Collected data
• • •

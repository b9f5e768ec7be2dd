mod configuration;
mod error;

use anyhow::{Context, Result};
use clap::{Parser, ValueEnum};
use cliclack::{input, spinner};
use console::style;
use futures::StreamExt;
use serde_json::{json, Value};
use std::io::{self, Write};
use std::path::{Path, PathBuf};
use std::sync::Arc;
use tracing_subscriber::EnvFilter;

use configuration::{Overrides, Settings};
use lmstream::client::{ChatClient, ChatRequest};
use lmstream::models::event::{Answer, StreamEvent};
use lmstream::models::message::Message;
use lmstream::models::tool::{ParamType, Tool};
use lmstream::providers::configs::ImageDialect;
use lmstream::providers::control::LmStudioControl;
use lmstream::providers::openai::OpenAiCompatibleProvider;

#[derive(Parser)]
#[command(author, version, about, long_about = None)]
struct Cli {
    /// Model to use (can also be set via LMSTREAM_PROVIDER__MODEL)
    #[arg(short, long)]
    model: Option<String>,

    /// Base url of the openai compatible api (can also be set via LMSTREAM_PROVIDER__HOST)
    #[arg(long)]
    host: Option<String>,

    /// API key (can also be set via LMSTREAM_PROVIDER__API_KEY)
    #[arg(long)]
    api_key: Option<String>,

    /// Image file to attach to the first message, may be repeated
    #[arg(long = "image")]
    images: Vec<PathBuf>,

    /// Json schema file the answers must follow
    #[arg(long)]
    schema: Option<PathBuf>,

    /// Do not show the model's reasoning
    #[arg(long)]
    hide_thinking: bool,

    /// Unload every other model loaded in LM Studio before each request
    #[arg(long)]
    unload_others: bool,

    /// How images are sent, overriding LMSTREAM_PROVIDER__IMAGE_DIALECT
    #[arg(long, value_enum)]
    image_dialect: Option<ImageDialectArg>,
}

#[derive(Clone, Copy, Debug, PartialEq, Eq, ValueEnum)]
enum ImageDialectArg {
    /// Send every image inline as a base64 data uri
    Embed,
    /// Forward image paths and urls for the server to resolve
    Passthrough,
}

impl From<ImageDialectArg> for ImageDialect {
    fn from(arg: ImageDialectArg) -> Self {
        match arg {
            ImageDialectArg::Embed => ImageDialect::Embed,
            ImageDialectArg::Passthrough => ImageDialect::Passthrough,
        }
    }
}

#[tokio::main]
async fn main() -> Result<()> {
    tracing_subscriber::fmt()
        .with_env_filter(EnvFilter::from_default_env())
        .with_writer(io::stderr)
        .init();

    let cli = Cli::parse();

    let settings = Settings::new(&Overrides {
        model: cli.model.clone(),
        host: cli.host.clone(),
        api_key: cli.api_key.clone(),
    })?;

    let mut config = settings.provider.into_config();
    if let Some(dialect) = cli.image_dialect {
        config.image_dialect = dialect.into();
    }
    let provider = OpenAiCompatibleProvider::new(config)?;
    let control = LmStudioControl::new(settings.control.into_config())?;
    let client = ChatClient::new(Arc::new(provider)).with_model_control(Arc::new(control));

    let schema = match &cli.schema {
        Some(path) => Some(read_schema(path)?),
        None => None,
    };

    let word_count_tool = Tool::new("count_words", "Count the number of words in text", |args| {
        let text = args
            .get("text")
            .and_then(|v| v.as_str())
            .unwrap_or_default();
        Ok(json!({ "count": text.split_whitespace().count() }))
    })
    .with_param("text", ParamType::String);

    println!(
        "lmstream chat with {} {}",
        style(client.provider().model()).bold(),
        style("- type \"exit\" to end the session").dim()
    );
    println!("\n");

    let mut history: Vec<Message> = Vec::new();
    let mut attachments = cli.images.clone();

    loop {
        let message_text: String = input("Message:").placeholder("").multiline().interact()?;

        if message_text.trim().eq_ignore_ascii_case("exit") {
            break;
        }

        let mut message = Message::user().with_text(&message_text);
        for path in attachments.drain(..) {
            message = message.with_image_path(path);
        }
        history.push(message);

        let mut request = ChatRequest::new(history.clone())
            .with_tool(word_count_tool.clone())
            .hide_thinking(cli.hide_thinking)
            .unload_other_models(cli.unload_others);
        if let Some(schema) = &schema {
            request = request.with_response_format(schema.clone());
        }

        let spin = spinner();
        spin.start("awaiting reply");

        let mut events = match client.response(request).await {
            Ok(events) => events,
            Err(e) => {
                spin.error(e.to_string());
                history.pop();
                continue;
            }
        };

        let mut waiting = true;
        let mut answer = String::new();
        while let Some(event) = events.next().await {
            if waiting {
                spin.stop("");
                waiting = false;
            }
            render(&event, &mut answer)?;
        }
        println!("\n");

        history.push(Message::assistant().with_text(answer));
    }
    Ok(())
}

fn read_schema(path: &Path) -> Result<Value> {
    let text = std::fs::read_to_string(path)
        .with_context(|| format!("Could not read schema file {}", path.display()))?;
    serde_json::from_str(&text)
        .with_context(|| format!("Schema file {} is not valid json", path.display()))
}

/// Print one event as it arrives, collecting the answer text for the history.
fn render(event: &StreamEvent, answer: &mut String) -> Result<()> {
    let mut stdout = io::stdout();
    match event {
        StreamEvent::Reasoning(text) => write!(stdout, "{}", style(text).dim())?,
        StreamEvent::Answer(Answer::Text(text)) => {
            answer.push_str(text);
            write!(stdout, "{}", text)?;
        }
        StreamEvent::Answer(Answer::Structured(value)) => {
            answer.push_str(&value.to_string());
            writeln!(stdout, "{}", serde_json::to_string_pretty(value)?)?;
        }
        StreamEvent::ToolCall(call) => writeln!(
            stdout,
            "\n{} {} {}",
            style("tool call").cyan(),
            style(&call.name).bold(),
            call.arguments
        )?,
        StreamEvent::ToolResult(output) => writeln!(
            stdout,
            "\n{} {} {}",
            style("tool result").green(),
            style(&output.name).bold(),
            output.result
        )?,
        StreamEvent::Final(_) | StreamEvent::Done => {}
    }
    stdout.flush()?;
    Ok(())
}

• • •

**Work required**. Only the lines above starting at the line that holds "let mut config" and ending at the line that holds "history.push(message);" are to be repeated, exactly and in full.

**Response to the exercise**.
    let mut config = settings.provider.into_config();
    if let Some(dialect) = cli.image_dialect {
        config.image_dialect = dialect.into();
    }
    let provider = OpenAiCompatibleProvider::new(config)?;
    let control = LmStudioControl::new(settings.control.into_config())?;
    let client = ChatClient::new(Arc::new(provider)).with_model_control(Arc::new(control));

    let schema = match &cli.schema {
        Some(path) => Some(read_schema(path)?),
        None => None,
    };

    let word_count_tool = Tool::new("count_words", "Count the number of words in text", |args| {
        let text = args
            .get("text")
            .and_then(|v| v.as_str())
            .unwrap_or_default();
        Ok(json!({ "count": text.split_whitespace().count() }))
    })
    .with_param("text", ParamType::String);

    println!(
        "lmstream chat with {} {}",
        style(client.provider().model()).bold(),
        style("- type \"exit\" to end the session").dim()
    );
    println!("\n");

    let mut history: Vec<Message> = Vec::new();
    let mut attachments = cli.images.clone();

    loop {
        let message_text: String = input("Message:").placeholder("").multiline().interact()?;

        if message_text.trim().eq_ignore_ascii_case("exit") {
            break;
        }

        let mut message = Message::user().with_text(&message_text);
        for path in attachments.drain(..) {
            message = message.with_image_path(path);
        }
        history.push(message);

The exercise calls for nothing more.